Acquia doesn't stand to gain anything through selling Drupal Acquia. The money comes from support, and that is what Acquia is selling. Businesses and developers need support -- getting information from a community forum or IRC chat might be worthwhile for some projects, but for time-critical projects, it is hardly reliable or efficient. Acquia Network subscriptions come in a variety of flavors with as many users and developers in mind as possible. Here is the breakdown of each package:

Community

* Introductory Price: Free * Starting Price: US$ 150 * Support Access: Forums

Standard

* Introductory Price: US$ 500 * Starting Price: US$ 800 * Support Access: Forums and ticket system

Professional

* Introductory Price: US$ 1,900 * Starting Price: US$ 2,500 * Support Access: Forums, ticket system and email

Enterprise

* Introductory Price: US$ 4,300 * Starting Price: US$ 5,000 * Support Access: forums, ticket system, email, chat and telephone

Elite

* Introductory Price: Negotiable * Starting Price: Negotiable * Support Access: Forums, ticket system, email, chat and telephone
Acquia Drupal Network Pricing Chart Web CMS

The Acquia Network Packages

Acquia Drupal can be downloaded for free -- all included software is licensed under the GNU Public License. Furthermore, all beneficial contributions will be rolled back into the Drupal open source project. The Acquia team is taking advantage of the complexity that Drupal users have become accustomed to. Drupal is certainly not the easiest Web CMS to adjust to, and that is why many people shy away from it.

Acquia Benefits, Drupal Suffers?

Changing the name from Carbon to Acquia Drupal makes it appear that Acquia decided to take on the project itself, and while that probably isn't the desired result, it is what it appears to be. "Automattic WordPress" doesn't have a good sound to it either, right? Acquia has to be sure to approach this matter delicately. The name should have remained Acquia Carbon to let users know that there is a distinction between two projects. It might have been a great move for Acquia's bottom line, but the community must question the company's intentions with the naming. This news might not only harm Drupal's growth, but also confuse new users. Who wants an open source project to be so closely associated with a commercial organization? Perhaps, it would be best to give Acquia an earnest chance at generating money for themselves. WordPress generates money for Automattic, and things seem to be going just fine.
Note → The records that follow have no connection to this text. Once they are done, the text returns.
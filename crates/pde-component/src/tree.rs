use crate::error::ComponentError;
use crate::options::OptionList;
use crate::properties::PropertyList;
use pde_handle::{Arena, Handle};
use std::collections::HashSet;

pub type ComponentId = Handle<Node>;

/// A named node in the single-rooted component tree.
pub struct Node {
    pub name: String,
    pub type_name: String,
    parent: Option<ComponentId>,
    children: Vec<ComponentId>,
    pub options: OptionList,
    pub properties: PropertyList,
    tags: HashSet<String>,
}

impl Node {
    fn new(name: impl Into<String>, type_name: impl Into<String>, parent: Option<ComponentId>) -> Self {
        Self {
            name: name.into(),
            type_name: type_name.into(),
            parent,
            children: Vec::new(),
            options: OptionList::new(),
            properties: PropertyList::new(),
            tags: HashSet::new(),
        }
    }

    pub fn add_tag(&mut self, tag: impl Into<String>) {
        self.tags.insert(tag.into());
    }

    pub fn has_tag(&self, tag: &str) -> bool {
        self.tags.contains(tag)
    }

    pub fn children(&self) -> &[ComponentId] {
        &self.children
    }

    pub fn parent(&self) -> Option<ComponentId> {
        self.parent
    }
}

/// Single-rooted tree of [`Node`]s. Each node exclusively owns its children;
/// cross-tree references use [`ComponentId`] (a [`Handle`]), never ownership.
pub struct ComponentTree {
    arena: Arena<Node>,
    root: ComponentId,
}

impl ComponentTree {
    pub fn new(root_name: impl Into<String>) -> Self {
        let mut arena = Arena::new();
        let root = arena.insert(Node::new(root_name, "Root", None));
        Self { arena, root }
    }

    pub fn root(&self) -> ComponentId {
        self.root
    }

    pub fn node(&self, id: ComponentId) -> Result<&Node, ComponentError> {
        self.arena.get(id).ok_or(ComponentError::NullReference)
    }

    pub fn node_mut(&mut self, id: ComponentId) -> Result<&mut Node, ComponentError> {
        self.arena.get_mut(id).ok_or(ComponentError::NullReference)
    }

    /// Creates a new child of `parent`. Names are unique within one parent.
    pub fn create_component(
        &mut self,
        parent: ComponentId,
        name: impl Into<String>,
        type_name: impl Into<String>,
    ) -> Result<ComponentId, ComponentError> {
        let name = name.into();
        {
            let parent_node = self.node(parent)?;
            if parent_node.children.iter().any(|&c| self.arena.get(c).unwrap().name == name) {
                return Err(ComponentError::DuplicateName(name));
            }
        }
        let child = self.arena.insert(Node::new(name, type_name, Some(parent)));
        self.node_mut(parent)?.children.push(child);
        tracing::trace!(name = %self.node(child)?.name, "created component");
        Ok(child)
    }

    pub fn destroy_component(&mut self, id: ComponentId) -> Result<(), ComponentError> {
        let children: Vec<ComponentId> = self.node(id)?.children().to_vec();
        for child in children {
            self.destroy_component(child)?;
        }
        if let Some(parent) = self.node(id)?.parent() {
            self.node_mut(parent)?.children.retain(|&c| c != id);
        }
        self.arena.remove(id);
        Ok(())
    }

    /// `/`-joined path from the root down to `id`.
    pub fn uri(&self, id: ComponentId) -> Result<String, ComponentError> {
        let mut segments = Vec::new();
        let mut current = Some(id);
        while let Some(cur) = current {
            let node = self.node(cur)?;
            segments.push(node.name.clone());
            current = node.parent();
        }
        segments.reverse();
        Ok(format!("/{}", segments[1..].join("/")))
    }

    /// Resolves a URI relative to `base`. Absolute paths start with `/` and
    /// are resolved from the root; `..` walks up one level.
    pub fn access_component(&self, base: ComponentId, uri: &str) -> Result<ComponentId, ComponentError> {
        let (mut current, path) = if let Some(rest) = uri.strip_prefix('/') {
            (self.root, rest)
        } else {
            (base, uri)
        };
        for segment in path.split('/').filter(|s| !s.is_empty() && *s != ".") {
            if segment == ".." {
                current = self.node(current)?.parent().ok_or_else(|| ComponentError::BadUri(uri.to_string()))?;
                continue;
            }
            let node = self.node(current)?;
            let found = node
                .children()
                .iter()
                .find(|&&c| self.node(c).map(|n| n.name == segment).unwrap_or(false))
                .copied();
            current = found.ok_or_else(|| ComponentError::BadUri(uri.to_string()))?;
        }
        Ok(current)
    }
}

/// Maps a registered type string to a component initializer, implementing
/// `Create(name, type)`.
#[derive(Default)]
pub struct Factory {
    constructors: std::collections::HashMap<String, Box<dyn Fn(&mut Node)>>,
}

impl Factory {
    pub fn new() -> Self {
        Self::default()
    }

    pub fn register(&mut self, type_name: impl Into<String>, init: impl Fn(&mut Node) + 'static) {
        self.constructors.insert(type_name.into(), Box::new(init));
    }

    pub fn create(
        &self,
        tree: &mut ComponentTree,
        parent: ComponentId,
        name: impl Into<String>,
        type_name: &str,
    ) -> Result<ComponentId, ComponentError> {
        let init = self
            .constructors
            .get(type_name)
            .ok_or_else(|| ComponentError::UnknownType(type_name.to_string()))?;
        let id = tree.create_component(parent, name, type_name)?;
        init(tree.node_mut(id)?);
        Ok(id)
    }
}

#[cfg(test)]
mod tests {
    use super::*;

    #[test]
    fn names_are_unique_within_one_parent() {
        let mut tree = ComponentTree::new("root");
        let root = tree.root();
        tree.create_component(root, "mesh", "Mesh").unwrap();
        assert!(tree.create_component(root, "mesh", "Mesh").is_err());
    }

    #[test]
    fn uri_resolves_absolute_and_relative_paths() {
        let mut tree = ComponentTree::new("root");
        let root = tree.root();
        let a = tree.create_component(root, "a", "Group").unwrap();
        let b = tree.create_component(a, "b", "Group").unwrap();
        let c = tree.create_component(b, "c", "Leaf").unwrap();

        assert_eq!(tree.uri(c).unwrap(), "/a/b/c");
        assert_eq!(tree.access_component(root, "/a/b/c").unwrap(), c);
        assert_eq!(tree.access_component(c, "../..").unwrap(), a);
        assert_eq!(tree.access_component(c, "..").unwrap(), b);
    }

    #[test]
    fn destroying_a_component_expires_handles_to_it_and_its_children() {
        let mut tree = ComponentTree::new("root");
        let root = tree.root();
        let a = tree.create_component(root, "a", "Group").unwrap();
        let b = tree.create_component(a, "b", "Group").unwrap();

        tree.destroy_component(a).unwrap();
        assert!(tree.node(a).is_err());
        assert!(tree.node(b).is_err());
    }

    #[test]
    fn factory_creates_components_from_a_registered_type_string() {
        let mut tree = ComponentTree::new("root");
        let root = tree.root();
        let mut factory = Factory::new();
        factory.register("Mesh", |node: &mut Node| node.add_tag("mesh"));

        let id = factory.create(&mut tree, root, "mesh1", "Mesh").unwrap();
        assert!(tree.node(id).unwrap().has_tag("mesh"));
        assert!(factory.create(&mut tree, root, "mesh2", "Unknown").is_err());
    }
}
Acquia just made a poor naming decision.

There Is Still Hope

"I am consistently blown away by the way Drupal community members passionately innovate, cooperate, and contribute value in their own way for the benefit of all,” stated Dries Buytaert, Acquia co-founder and Drupal creator and project lead. “Consistent with that pattern, today Acquia is stepping up as a community member to collaborate in Drupal code development, increase the industry profile for Drupal, and introduce convenient packaging, support and remote network services that will make Drupal even easier to adopt and use.” We here at CMSWire realize that support is the future of open source monetization. As open source grows in popularity, support is going to be needed for these systems that generally have limited support options. It is the perfect business opportunity that will ultimately benefit Drupal and Acquia, and the community should be thrilled about that opportunity. However, the open source community needs to let Acquia know that the projects need to have a distinction. Anyways, the Acquia site is now fully open for business. Any users interested in starting a project with Acquia should take advantage of the special pricing through the end of this year. Hopefully, Acquia and Drupal will benefit from these developments, and the community will learn that this news can be beneficial for them and their projects. The only question left remaining is what will Acquia do next?